Dr Shepheard will run through her work on urine testing for monitoring motor neuron disease, while Dr Awadalla will promote her research into the genetic cause of Autosomal Dominant Nanophthalomos (or ‘small eye’).
Both discoveries have practical and important outcomes for developing better treatments for motor neuron disease (MND) and for discovering genetic testing for small eye disorder.
Dr Shepheard has discovered that a protein (p75NTRECD) made by cells damaged in MND is increased in urine, and that levels increase as MND worsens.
“There is an urgent need for treatments for a fatal disease which has no cure and a life expectancy of just three years after diagnosis,” says Dr Shepheard, who is based at the School of Medicine’s Motor Neuron Disease and Neurotrophic Research Laboratory at Flinders Medical Centre.
“These results suggest that we can monitor MND, and help to develop new treatments, with a simple urine test.”
Dr Awadalla’s ophthalmology group has identified a novel gene (TMEM98) that causes small eye disorder, which could eventually leads to glaucoma.
“This type of glaucoma is difficult to treat and it is not always obvious who might get the disease,” Dr Awadalla says.
“We can now offer genetic screening to high-risk families to allow earlier intervention in those who carry the genetic mutation(s), which should prevent loss of vision in those patients.”
Joining eight other South Australian early-career scientists for media training and the main event on Wednesday 15 June (RSVP), they are among 100 young scientists from around Australia nominated for Fresh Science 2016.
The 10 SA finalists will have a time to describe their scientific discoveries “in the time it takes a party sparkler to burn out” – then take questions from the audience.
Fresh Science is a national competition that helps early-career researchers share their stories of discovery and gain national media coverage for their work.

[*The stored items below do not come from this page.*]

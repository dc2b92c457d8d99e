//! Cascading duplicate detection over assembled records.
//!
//! Three tiers in fixed priority order, first positive verdict wins:
//!
//! 1. Visual — perceptual digests, 96 h window. Re-posted images are
//!    routinely re-encoded, cropped, or watermarked, which defeats exact
//!    hashing but preserves perceptual structure, so this runs first.
//!    Byte-identical content is caught here too and reported as `exact`.
//! 2. Exact — single or combined content digest, 72 h window. Cheapest and
//!    authoritative when applicable.
//! 3. Text — cleaned-text similarity, ±48 h window (candidates may be
//!    slightly newer, tolerating clock skew). Highest false-positive risk
//!    and cost, so it runs last. Same-source candidates are included.
//!
//! A failing history query fails open: the tier is inconclusive, the
//! cascade continues, and the verdict carries `degraded = true` so callers
//! can tell "not a duplicate" from "couldn't check".

use std::sync::Arc;

use tracing::warn;

use driftnet_common::{
    AssembledRecord, DuplicateVerdict, HistoryWindow, IngestConfig, StoredRecord, VerdictTier,
};
use driftnet_fingerprint::{effective_text, hamming, similarity_cleaned, FAMILY_PHASH, FAMILY_PRIORITY};

use crate::traits::HistoryStore;

const DIGEST_BITS: f64 = 64.0;

pub struct Cascade {
    history: Arc<dyn HistoryStore>,
    visual_window_hours: i64,
    exact_window_hours: i64,
    text_window_hours: i64,
    primary_hamming_threshold: u32,
    fallback_hamming_threshold: u32,
    text_threshold: f64,
}

impl Cascade {
    pub fn new(config: &IngestConfig, history: Arc<dyn HistoryStore>) -> Self {
        Self {
            history,
            visual_window_hours: config.visual_window_hours,
            exact_window_hours: config.exact_window_hours,
            text_window_hours: config.text_window_hours,
            primary_hamming_threshold: config.primary_hamming_threshold,
            fallback_hamming_threshold: config.fallback_hamming_threshold,
            text_threshold: config.text_threshold,
        }
    }

    /// Run the cascade for one record. Pure with respect to record and
    /// history state; runs exactly once per record, never retried.
    pub async fn check(&self, record: &AssembledRecord) -> DuplicateVerdict {
        let mut degraded = false;

        if record.has_perceptual() {
            if let Some(mut verdict) = self.check_visual(record, &mut degraded).await {
                verdict.degraded = degraded;
                return verdict;
            }
        }

        if record.has_media() {
            if let Some(mut verdict) = self.check_exact(record, &mut degraded).await {
                verdict.degraded = degraded;
                return verdict;
            }
        }

        if !record.text.trim().is_empty() {
            if let Some(mut verdict) = self.check_text(record, &mut degraded).await {
                verdict.degraded = degraded;
                return verdict;
            }
        }

        let mut verdict = DuplicateVerdict::none();
        verdict.degraded = degraded;
        verdict
    }

    /// Tier 1: perceptual similarity, with a byte-identity short-circuit.
    async fn check_visual(
        &self,
        record: &AssembledRecord,
        degraded: &mut bool,
    ) -> Option<DuplicateVerdict> {
        let window = HistoryWindow::lookback(record.posted_at, self.visual_window_hours);

        // Step 1: exact-digest equality inside the visual window. A
        // byte-identical repost needs no Hamming comparison and is reported
        // under the exact tier.
        let digests = exact_digest_candidates(record);
        if !digests.is_empty() {
            match self.history.find_by_digest(&digests, window, true).await {
                Ok(matches) => {
                    if let Some(hit) = matches.first() {
                        return Some(DuplicateVerdict {
                            tier: VerdictTier::Exact,
                            matched: Some(hit.id),
                            score: 100.0,
                            window_hours: self.visual_window_hours,
                            degraded: false,
                        });
                    }
                }
                Err(e) => {
                    warn!(error = %e, "visual tier digest lookup failed; failing open");
                    *degraded = true;
                }
            }
        }

        // Step 2: Hamming distance per family, primary family first. The
        // best accepted score across all candidates and families wins.
        let mut best: Option<(StoredRecord, f64)> = None;
        for family in FAMILY_PRIORITY {
            let mine: Vec<&str> = record
                .media
                .iter()
                .filter_map(|m| m.fingerprints.digest(family))
                .collect();
            if mine.is_empty() {
                continue;
            }
            let threshold = if family == FAMILY_PHASH {
                self.primary_hamming_threshold
            } else {
                self.fallback_hamming_threshold
            };

            let candidates = match self.history.find_by_perceptual(family, window, true).await {
                Ok(c) => c,
                Err(e) => {
                    warn!(family, error = %e, "perceptual lookup failed; failing open");
                    *degraded = true;
                    continue;
                }
            };

            for (candidate, theirs) in candidates {
                for mine_digest in &mine {
                    let Some(distance) = hamming(mine_digest, &theirs) else {
                        continue;
                    };
                    if distance > threshold {
                        continue;
                    }
                    let score = 100.0 * (1.0 - f64::from(distance) / DIGEST_BITS);
                    if best.as_ref().is_none_or(|(_, b)| score > *b) {
                        best = Some((candidate.clone(), score));
                    }
                }
            }
        }

        best.map(|(matched, score)| DuplicateVerdict {
            tier: VerdictTier::Visual,
            matched: Some(matched.id),
            score,
            window_hours: self.visual_window_hours,
            degraded: false,
        })
    }

    /// Tier 2: single-item or combined content digest.
    async fn check_exact(
        &self,
        record: &AssembledRecord,
        degraded: &mut bool,
    ) -> Option<DuplicateVerdict> {
        let digest = record.content_digest.clone()?;
        let window = HistoryWindow::lookback(record.posted_at, self.exact_window_hours);
        match self.history.find_by_digest(&[digest], window, true).await {
            Ok(matches) => matches.first().map(|hit| DuplicateVerdict {
                tier: VerdictTier::Exact,
                matched: Some(hit.id),
                score: 100.0,
                window_hours: self.exact_window_hours,
                degraded: false,
            }),
            Err(e) => {
                warn!(error = %e, "exact tier lookup failed; failing open");
                *degraded = true;
                None
            }
        }
    }

    /// Tier 3: cleaned-text similarity against cached cleaned candidates.
    async fn check_text(
        &self,
        record: &AssembledRecord,
        degraded: &mut bool,
    ) -> Option<DuplicateVerdict> {
        let mine = effective_text(&record.text);
        if mine.is_empty() {
            return None;
        }
        let window = HistoryWindow::around(record.posted_at, self.text_window_hours);
        let candidates = match self.history.find_by_text(window, true).await {
            Ok(c) => c,
            Err(e) => {
                warn!(error = %e, "text tier lookup failed; failing open");
                *degraded = true;
                return None;
            }
        };

        let mut best: Option<(StoredRecord, f64)> = None;
        for (candidate, cleaned) in candidates {
            let similarity = similarity_cleaned(&mine, &cleaned);
            if similarity < self.text_threshold {
                continue;
            }
            if best.as_ref().is_none_or(|(_, b)| similarity > *b) {
                best = Some((candidate, similarity));
            }
        }

        best.map(|(matched, similarity)| DuplicateVerdict {
            tier: VerdictTier::Text,
            matched: Some(matched.id),
            score: similarity * 100.0,
            window_hours: self.text_window_hours,
            degraded: false,
        })
    }
}

/// Exact digests carried by a record: every media item's own digest plus the
/// single/combined content digest.
fn exact_digest_candidates(record: &AssembledRecord) -> Vec<String> {
    let mut digests: Vec<String> = record
        .media
        .iter()
        .map(|m| m.fingerprints.exact.clone())
        .filter(|d| !d.is_empty())
        .collect();
    if let Some(combined) = &record.content_digest {
        if !digests.contains(combined) {
            digests.push(combined.clone());
        }
    }
    digests.dedup();
    digests
}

Last year’s Flinders participant, synthetic chemistry lecturer Dr Justin Chalker, says his research laboratory has spent the past year progressing his work on a new material sulfur-limonene polysulfide (SLP) which removes mercury from soil and water.
“Our lab has some new developments in our mercury-capture technology,” he says.

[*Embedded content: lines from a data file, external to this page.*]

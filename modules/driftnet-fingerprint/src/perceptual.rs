//! Perceptual image digests: three independent 64-bit families over the
//! decoded luminance, robust in different ways to re-encoding, cropping and
//! watermarking.
//!
//! - `phash` — DCT low-frequency structure (primary, most robust)
//! - `dhash` — horizontal gradient direction
//! - `ahash` — mean-luminance threshold
//!
//! Digests are rendered as 16-char lowercase hex so they can be persisted
//! and compared as plain strings.

use std::collections::BTreeMap;

use image::imageops::FilterType;
use image::GrayImage;

use driftnet_common::DriftnetError;

pub const FAMILY_PHASH: &str = "phash";
pub const FAMILY_DHASH: &str = "dhash";
pub const FAMILY_AHASH: &str = "ahash";

/// Comparison order for the cascade: primary family first, then fallbacks.
pub const FAMILY_PRIORITY: [&str; 3] = [FAMILY_PHASH, FAMILY_DHASH, FAMILY_AHASH];

/// Compute all perceptual digest families for an image-like byte buffer.
/// Undecodable bytes are an error; callers degrade to exact-digest-only.
pub fn perceptual_digests(bytes: &[u8]) -> Result<BTreeMap<String, String>, DriftnetError> {
    let img = image::load_from_memory(bytes)
        .map_err(|e| DriftnetError::Fingerprint(format!("undecodable media: {e}")))?;
    let gray = img.to_luma8();

    let mut out = BTreeMap::new();
    out.insert(FAMILY_PHASH.to_string(), format!("{:016x}", phash(&gray)));
    out.insert(FAMILY_DHASH.to_string(), format!("{:016x}", dhash(&gray)));
    out.insert(FAMILY_AHASH.to_string(), format!("{:016x}", ahash(&gray)));
    Ok(out)
}

/// Mean-threshold hash: 8×8 downsample, one bit per pixel above the mean.
fn ahash(gray: &GrayImage) -> u64 {
    let small = image::imageops::resize(gray, 8, 8, FilterType::Triangle);
    let pixels: Vec<u64> = small.pixels().map(|p| u64::from(p.0[0])).collect();
    let mean = pixels.iter().sum::<u64>() / pixels.len() as u64;

    let mut bits = 0u64;
    for &p in &pixels {
        bits = (bits << 1) | u64::from(p > mean);
    }
    bits
}

/// Gradient hash: 9×8 downsample, one bit per horizontal neighbor pair.
fn dhash(gray: &GrayImage) -> u64 {
    let small = image::imageops::resize(gray, 9, 8, FilterType::Triangle);
    let mut bits = 0u64;
    for y in 0..8 {
        for x in 0..8 {
            let left = small.get_pixel(x, y).0[0];
            let right = small.get_pixel(x + 1, y).0[0];
            bits = (bits << 1) | u64::from(right > left);
        }
    }
    bits
}

const PHASH_INPUT: usize = 32;
const PHASH_BLOCK: usize = 8;

/// DCT hash: 32×32 downsample, 2D DCT-II, threshold the low-frequency 8×8
/// block against the mean of its AC coefficients.
fn phash(gray: &GrayImage) -> u64 {
    let small = image::imageops::resize(
        gray,
        PHASH_INPUT as u32,
        PHASH_INPUT as u32,
        FilterType::Triangle,
    );
    let mut matrix = [[0f64; PHASH_INPUT]; PHASH_INPUT];
    for y in 0..PHASH_INPUT {
        for x in 0..PHASH_INPUT {
            matrix[y][x] = f64::from(small.get_pixel(x as u32, y as u32).0[0]);
        }
    }

    let coeffs = dct_2d(&matrix);

    // Mean over the 8×8 low-frequency block, excluding the DC term which
    // would otherwise dominate.
    let mut sum = 0.0;
    for (v, row) in coeffs.iter().enumerate().take(PHASH_BLOCK) {
        for (u, &c) in row.iter().enumerate().take(PHASH_BLOCK) {
            if u != 0 || v != 0 {
                sum += c;
            }
        }
    }
    let mean = sum / ((PHASH_BLOCK * PHASH_BLOCK - 1) as f64);

    let mut bits = 0u64;
    for row in coeffs.iter().take(PHASH_BLOCK) {
        for &c in row.iter().take(PHASH_BLOCK) {
            bits = (bits << 1) | u64::from(c > mean);
        }
    }
    bits
}

/// Separable 2D DCT-II over a 32×32 block. N is small enough that the naive
/// O(N³) transform is a non-issue next to the resize.
fn dct_2d(input: &[[f64; PHASH_INPUT]; PHASH_INPUT]) -> [[f64; PHASH_INPUT]; PHASH_INPUT] {
    let n = PHASH_INPUT;
    let mut rows = [[0f64; PHASH_INPUT]; PHASH_INPUT];
    for y in 0..n {
        for u in 0..n {
            let mut sum = 0.0;
            for x in 0..n {
                sum += input[y][x]
                    * (std::f64::consts::PI * (2.0 * x as f64 + 1.0) * u as f64 / (2.0 * n as f64))
                        .cos();
            }
            rows[y][u] = sum;
        }
    }
    let mut out = [[0f64; PHASH_INPUT]; PHASH_INPUT];
    for u in 0..n {
        for v in 0..n {
            let mut sum = 0.0;
            for y in 0..n {
                sum += rows[y][u]
                    * (std::f64::consts::PI * (2.0 * y as f64 + 1.0) * v as f64 / (2.0 * n as f64))
                        .cos();
            }
            out[v][u] = sum;
        }
    }
    out
}
//! Fingerprints for duplicate detection: exact content digests, perceptual
//! image digests, and the text cleaning/segmentation/similarity pass used by
//! the text tier of the cascade.

pub mod digest;
pub mod perceptual;
pub mod text;

pub use digest::{combined_digest, exact_digest, hamming};
pub use perceptual::{perceptual_digests, FAMILY_AHASH, FAMILY_DHASH, FAMILY_PHASH, FAMILY_PRIORITY};
pub use text::{
    clean, core_content, effective_text, jaccard, lcs_ratio, similarity_cleaned, text_similarity,
    tokenize,
};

“The next-generation material is more efficient at binding to mercury and even cheaper than the first version.”
Former Flinders midwifery researcher Dr Julie Fleet also went through the program last year to promote research into a nose spray for childbirth pain.
Fresh Science 2016 is supported by SA Museum, Flinders University, University of Adelaide and the University of South Australia.

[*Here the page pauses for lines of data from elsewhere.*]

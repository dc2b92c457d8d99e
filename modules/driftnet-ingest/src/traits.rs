// Trait abstractions for the ingest core's collaborators.
//
// HistoryStore — persisted-record queries and writes (the core never sees
//   storage internals).
// MediaFetcher — opaque byte fetch for a media reference, used only to
//   compute fingerprints.
// RecordSink — where records that survive the cascade are handed off.
//
// These enable deterministic testing with MockHistory, MockFetcher and
// CollectSink: no network, no database.

use anyhow::Result;
use async_trait::async_trait;
use uuid::Uuid;

use driftnet_common::{
    AssembledRecord, HistoryWindow, SourceId, StoredRecord, VerdictTier,
};

#[async_trait]
pub trait HistoryStore: Send + Sync {
    /// Records whose single-item or combined content digest equals any of
    /// `digests`, posted within `window`, across all sources.
    async fn find_by_digest(
        &self,
        digests: &[String],
        window: HistoryWindow,
        exclude_rejected: bool,
    ) -> Result<Vec<StoredRecord>>;

    /// All (record, digest) pairs for one perceptual family within `window`.
    async fn find_by_perceptual(
        &self,
        family: &str,
        window: HistoryWindow,
        exclude_rejected: bool,
    ) -> Result<Vec<(StoredRecord, String)>>;

    /// All (record, cleaned-text cache) pairs with non-empty text within
    /// `window`. Includes same-source records.
    async fn find_by_text(
        &self,
        window: HistoryWindow,
        exclude_rejected: bool,
    ) -> Result<Vec<(StoredRecord, String)>>;

    /// The record already assembled for this (source, correlation key), if
    /// any. Assembly uses this to supersede re-deliveries.
    async fn find_by_correlation_key(
        &self,
        source: SourceId,
        key: &str,
    ) -> Result<Option<StoredRecord>>;

    /// Persist a record. Atomic at the storage layer.
    async fn insert(&self, record: &AssembledRecord) -> Result<Uuid>;

    /// Mark a persisted record rejected as a duplicate of `matched`.
    async fn annotate_rejected(
        &self,
        id: Uuid,
        tier: VerdictTier,
        matched: Uuid,
        score: f64,
    ) -> Result<()>;
}

#[async_trait]
pub trait MediaFetcher: Send + Sync {
    /// Fetch the raw bytes behind a media reference.
    async fn fetch(&self, reference: &str) -> Result<Vec<u8>>;
}

#[async_trait]
pub trait RecordSink: Send + Sync {
    /// Take ownership of a record that is not a duplicate.
    async fn accept(&self, record: &AssembledRecord) -> Result<()>;
}
use std::env;
use std::time::Duration;

/// Tuning knobs for assembly and the dedup cascade, loaded from environment
/// variables with production defaults. Tests construct this directly.
#[derive(Debug, Clone)]
pub struct IngestConfig {
    /// Live-regime debounce: a group closes after this long with no new
    /// arrivals.
    pub live_debounce: Duration,
    /// Backfill-regime grace: a group closes this long after its first
    /// arrival, regardless of later arrivals.
    pub backfill_grace: Duration,
    /// Safety ceiling for the staleness sweep: any pending group older than
    /// this is removed and counted as an anomaly.
    pub stale_ceiling: Duration,

    /// Lookback for the visual (perceptual) tier, hours.
    pub visual_window_hours: i64,
    /// Lookback for the exact/combined digest tier, hours.
    pub exact_window_hours: i64,
    /// Half-width of the symmetric text tier window, hours.
    pub text_window_hours: i64,

    /// Max Hamming distance accepted for the primary perceptual family.
    pub primary_hamming_threshold: u32,
    /// Max Hamming distance accepted for fallback families.
    pub fallback_hamming_threshold: u32,
    /// Minimum text similarity (0–1) accepted by the text tier.
    pub text_threshold: f64,

    /// Bound on concurrent fingerprint computations.
    pub fingerprint_workers: usize,
}

impl Default for IngestConfig {
    fn default() -> Self {
        Self {
            live_debounce: Duration::from_secs(5),
            backfill_grace: Duration::from_millis(500),
            stale_ceiling: Duration::from_secs(300),
            visual_window_hours: 96,
            exact_window_hours: 72,
            text_window_hours: 48,
            primary_hamming_threshold: 10,
            fallback_hamming_threshold: 12,
            text_threshold: 0.75,
            fingerprint_workers: 4,
        }
    }
}

impl IngestConfig {
    /// Load from environment variables, falling back to defaults for any
    /// that are unset or unparseable.
    pub fn from_env() -> Self {
        let d = Self::default();
        Self {
            live_debounce: env_secs_f64("DRIFTNET_LIVE_DEBOUNCE_SECS")
                .unwrap_or(d.live_debounce),
            backfill_grace: env_secs_f64("DRIFTNET_BACKFILL_GRACE_SECS")
                .unwrap_or(d.backfill_grace),
            stale_ceiling: env_secs_f64("DRIFTNET_STALE_CEILING_SECS")
                .unwrap_or(d.stale_ceiling),
            visual_window_hours: env_parse("DRIFTNET_VISUAL_WINDOW_HOURS")
                .unwrap_or(d.visual_window_hours),
            exact_window_hours: env_parse("DRIFTNET_EXACT_WINDOW_HOURS")
                .unwrap_or(d.exact_window_hours),
            text_window_hours: env_parse("DRIFTNET_TEXT_WINDOW_HOURS")
                .unwrap_or(d.text_window_hours),
            primary_hamming_threshold: env_parse("DRIFTNET_PRIMARY_HAMMING")
                .unwrap_or(d.primary_hamming_threshold),
            fallback_hamming_threshold: env_parse("DRIFTNET_FALLBACK_HAMMING")
                .unwrap_or(d.fallback_hamming_threshold),
            text_threshold: env_parse("DRIFTNET_TEXT_THRESHOLD")
                .unwrap_or(d.text_threshold),
            fingerprint_workers: env_parse("DRIFTNET_FINGERPRINT_WORKERS")
                .unwrap_or(d.fingerprint_workers),
        }
    }
}

fn env_parse<T: std::str::FromStr>(key: &str) -> Option<T> {
    let raw = env::var(key).ok()?;
    match raw.parse() {
        Ok(v) => Some(v),
        Err(_) => {
            tracing::warn!(key, value = %raw, "unparseable config value; using default");
            None
        }
    }
}

fn env_secs_f64(key: &str) -> Option<Duration> {
    env_parse::<f64>(key)
        .filter(|s| s.is_finite() && *s >= 0.0)
        .map(Duration::from_secs_f64)
}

This year’s SA ‘Freshies’ are:
Mona Awadalla, Flinders University – Genetic cause of small eyes found by Adelaide scientists (Mutation in a Novel Gene for Autosomal Dominant Nanophthalomos).
Karen Best, South Australian Health & Medical Research Institute – Fishing for a way to prevent allergy.
Eriita Jones, University of South Australia – A global map of surface materials on Mars.
Anna Leonard, University of Adelaide – Take the pressure down: new targets for spinal trauma.
Ramkrishna Nirola, UniSA – Green and Gold actually comes out more than that.
Stephanie Plummer, University of Adelaide – Natural molecule helps brain heal itself after trauma.
Malcolm Purdey, University of Adelaide – Sensors for Healthier Hearts and Babies.
Stephanie Shepheard, Flinders University – Urine holds the key to Motor Neuron Disease (Using a urine protein to measure Motor Neurone Disease).
Hannah Wardill, University of Adelaide – TLR4: the new pain in the gut for cancer patients.
Sharon Zivkovic, UniSA – Addressing societies most wicked problems with complexity science.